We, once again, have maintained our S&P rating. Another write-up just came out a couple weeks ago, as one of the highest ranked utilities by S&P. Of the 227 electric gas and water that they follow, only one is ranked higher. And I have to acknowledge that this probably helped us do a refinancing just last week of $80 million, and we got 31-year length at 3.8%. And that saves us on the $80 million that we took down of about saving annually of $1.6 million.

Our unregulated unit is growing in both services and the Marcellus Shale water delivery area, and I continue to be comfortable with my earlier estimates. I think on the last call, when somebody asked me to project what this is going to do, I told you I thought we could earn $0.01 this year, which is pretty good when you do a startup and earn money right from the beginning. And I think we'll now be a little bit in excess of $0.01, and I still anticipate that it will double each year over the next 3 years as we complete the second and third phases of our successful rural water pipeline.

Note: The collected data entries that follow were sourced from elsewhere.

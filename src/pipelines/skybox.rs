use std::path::Path;

use crate::{
    data_structures::{model::MaterialTexture, texture::Texture},
    resources::texture::load_binary,
};

/// Equirectangular environment image drawn behind the scene.
#[derive(Debug)]
pub struct Skybox {
    pub texture: MaterialTexture,
}

impl Skybox {
    pub async fn load(
        device: &wgpu::Device,
        queue: &wgpu::Queue,
        layout: &wgpu::BindGroupLayout,
        path: &Path,
    ) -> anyhow::Result<Self> {
        let bytes = load_binary(path).await?;
        let ext = path.extension().and_then(|e| e.to_str());
        let label = path.to_string_lossy();
        let texture = Texture::from_bytes(device, queue, &bytes, &label, ext, false)?;
        log::info!("Loaded skybox {}", path.display());
        Ok(Self {
            texture: MaterialTexture::new(device, texture, layout, &label),
        })
    }

    pub fn bind_group(&self) -> &wgpu::BindGroup {
        &self.texture.bind_group
    }
}
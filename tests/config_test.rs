use std::path::{Path, PathBuf};

use deferred_ngin::{
    config::{ConfigError, Settings},
    render::LightCullTechnique,
    scenes::SceneSelection,
};

#[test]
fn should_default_to_window_and_scene() {
    let settings = Settings::default();
    assert_eq!((settings.width, settings.height), (1280, 720));
    assert_eq!(settings.scene, SceneSelection::CubeWorld);
    assert!(!settings.animate_lights);
    assert_eq!(settings.msaa_samples, 1);
    assert!(settings.show_overlay);
    assert_eq!(settings.media_dir, PathBuf::from("assets"));
    assert_eq!(settings.ui.light_cull_technique, LightCullTechnique::QuadDeferredLighting);
}

#[test]
fn should_fill_missing_keys_with_defaults() {
    let settings = Settings::from_toml_str(
        r#"
        scene = "sponza"
        animate_lights = true

        [ui]
        light_cull_technique = "compute_shader_tile"
        face_normals = true
        "#,
    )
    .expect("valid settings");

    assert_eq!(settings.scene, SceneSelection::Sponza);
    assert!(settings.animate_lights);
    assert_eq!(settings.ui.light_cull_technique, LightCullTechnique::ComputeShaderTile);
    assert!(settings.ui.face_normals);
    assert!(!settings.ui.lighting_only);
    assert_eq!(settings.width, 1280);
    assert_eq!(settings.light_power, 10);
}

#[test]
fn should_clamp_out_of_range_values() {
    let settings =
        Settings::from_toml_str("width = 0\nheight = 0\nlight_power = 31\nmsaa_samples = 6").expect("valid settings");
    assert_eq!((settings.width, settings.height), (1, 1));
    assert_eq!(settings.light_power, 10);
    assert_eq!(settings.msaa_samples, 4);
}

#[test]
fn should_reject_malformed_toml() {
    let result = Settings::from_toml_str("scene = ");
    assert!(matches!(result, Err(ConfigError::Parse(_))));

    let result = Settings::from_toml_str("scene = \"moon\"");
    assert!(matches!(result, Err(ConfigError::Parse(_))));
}

#[test]
fn should_use_defaults_without_settings_file() {
    let settings = Settings::load_or_default(Path::new("does/not/exist/deferred-ngin.toml"));
    assert_eq!(settings, Settings::default());

    let result = Settings::load_from_file(Path::new("does/not/exist/deferred-ngin.toml"));
    assert!(matches!(result, Err(ConfigError::Io(_))));
}
//! [`PhysicsService`] on top of rapier3d: a static ground slab and one
//! dynamic ball per body, stepped at a fixed rate.

use cgmath::{Quaternion, Vector3};
use rapier3d::prelude as rapier;

use crate::physics::{BodyDesc, BodyHandle, Nudge, PhysicsService};

const TIMESTEP: f32 = 1.0 / 60.0;
const MAX_SUBSTEPS: u32 = 4;
const NUDGE_IMPULSE: f32 = 4.0;
const GROUND_HALF_EXTENT: f32 = 50.0;

struct World {
    pipeline: rapier::PhysicsPipeline,
    gravity: rapier::Vector<f32>,
    integration_params: rapier::IntegrationParameters,
    islands: rapier::IslandManager,
    broad_phase: rapier::DefaultBroadPhase,
    narrow_phase: rapier::NarrowPhase,
    impulse_joints: rapier::ImpulseJointSet,
    multibody_joints: rapier::MultibodyJointSet,
    ccd_solver: rapier::CCDSolver,
    bodies: rapier::RigidBodySet,
    colliders: rapier::ColliderSet,
    handles: Vec<rapier::RigidBodyHandle>,
}

impl World {
    fn new() -> Self {
        let mut integration_params = rapier::IntegrationParameters::default();
        integration_params.dt = TIMESTEP;
        Self {
            pipeline: rapier::PhysicsPipeline::new(),
            gravity: rapier::Vector::new(0.0, -9.81, 0.0),
            integration_params,
            islands: rapier::IslandManager::new(),
            broad_phase: rapier::DefaultBroadPhase::new(),
            narrow_phase: rapier::NarrowPhase::new(),
            impulse_joints: rapier::ImpulseJointSet::new(),
            multibody_joints: rapier::MultibodyJointSet::new(),
            ccd_solver: rapier::CCDSolver::new(),
            bodies: rapier::RigidBodySet::new(),
            colliders: rapier::ColliderSet::new(),
            handles: Vec::new(),
        }
    }

    fn step(&mut self) {
        self.pipeline.step(
            &self.gravity,
            &self.integration_params,
            &mut self.islands,
            &mut self.broad_phase,
            &mut self.narrow_phase,
            &mut self.bodies,
            &mut self.colliders,
            &mut self.impulse_joints,
            &mut self.multibody_joints,
            &mut self.ccd_solver,
            None,
            &(),
            &(),
        );
    }

    fn body(&self, body: BodyHandle) -> Option<&rapier::RigidBody> {
        self.handles.get(body.0).and_then(|h| self.bodies.get(*h))
    }
}

#[derive(Default)]
pub struct RapierPhysics {
    world: Option<World>,
    accumulated_time: f32,
}

impl RapierPhysics {
    pub fn new() -> Self {
        Self::default()
    }
}

impl PhysicsService for RapierPhysics {
    fn initialize(&mut self, bodies: &[BodyDesc]) -> Vec<BodyHandle> {
        let mut world = World::new();

        let ground = rapier::ColliderBuilder::cuboid(GROUND_HALF_EXTENT, 0.5, GROUND_HALF_EXTENT)
            .translation(rapier::vector![0.0, -0.5, 0.0])
            .build();
        world.colliders.insert(ground);

        for desc in bodies {
            let body = rapier::RigidBodyBuilder::dynamic()
                .translation(rapier::vector![desc.position.x, desc.position.y, desc.position.z])
                .build();
            let handle = world.bodies.insert(body);
            let collider = rapier::ColliderBuilder::ball(desc.scale).restitution(0.4).build();
            world
                .colliders
                .insert_with_parent(collider, handle, &mut world.bodies);
            world.handles.push(handle);
        }

        log::info!("Physics world ready with {} bodies", bodies.len());
        self.world = Some(world);
        self.accumulated_time = 0.0;
        (0..bodies.len()).map(BodyHandle).collect()
    }

    fn is_initialized(&self) -> bool {
        self.world.is_some()
    }

    fn step(&mut self, dt: f32) {
        let Some(world) = self.world.as_mut() else {
            return;
        };
        self.accumulated_time += dt;
        let mut steps = 0;
        while self.accumulated_time >= TIMESTEP && steps < MAX_SUBSTEPS {
            world.step();
            self.accumulated_time -= TIMESTEP;
            steps += 1;
        }
        // drop the backlog after a stall
        if steps == MAX_SUBSTEPS {
            self.accumulated_time = self.accumulated_time.min(TIMESTEP);
        }
    }

    fn shutdown(&mut self) {
        if self.world.take().is_some() {
            log::info!("Physics world shut down");
        }
    }

    fn position(&self, body: BodyHandle) -> Option<Vector3<f32>> {
        let t = self.world.as_ref()?.body(body)?.translation();
        Some(Vector3::new(t.x, t.y, t.z))
    }

    fn orientation(&self, body: BodyHandle) -> Option<Quaternion<f32>> {
        let r = self.world.as_ref()?.body(body)?.rotation();
        Some(Quaternion::new(r.w, r.i, r.j, r.k))
    }

    fn process_key(&mut self, nudge: Nudge) {
        let Some(world) = self.world.as_mut() else {
            return;
        };
        let d = nudge.direction() * NUDGE_IMPULSE;
        for handle in &world.handles {
            if let Some(body) = world.bodies.get_mut(*handle) {
                body.apply_impulse(rapier::vector![d.x, d.y, d.z], true);
            }
        }
    }
}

Our pruning program and that which then morphed into a trading program when we worked with other sister -- our fellow company, American, when Jeff Sterba and I just started talking about trading rather than selling outright. And they've both been successful for both companies, and we continue with that. And our execution on the integration of the new customers in Ohio to date and, of course, Texas last year has been flawless and financially successful.

We also work with another colleague company, Connecticut Water, and disposed of our main properties. They're doing very well with it, and we are, too, because we reinvested the proceeds into investment capital, building infrastructure throughout our states. And that has added in excess of $0.01 annually to earnings starting in '12. We sold this on January 1. And we'll continue each year and, of course, with no risk. It's already locked in.

The Missouri-Texas swap we did last year continues in '12 to be $0.005 accretive, so that transaction was very positive for us. And, of course, Texas is one of our growth states.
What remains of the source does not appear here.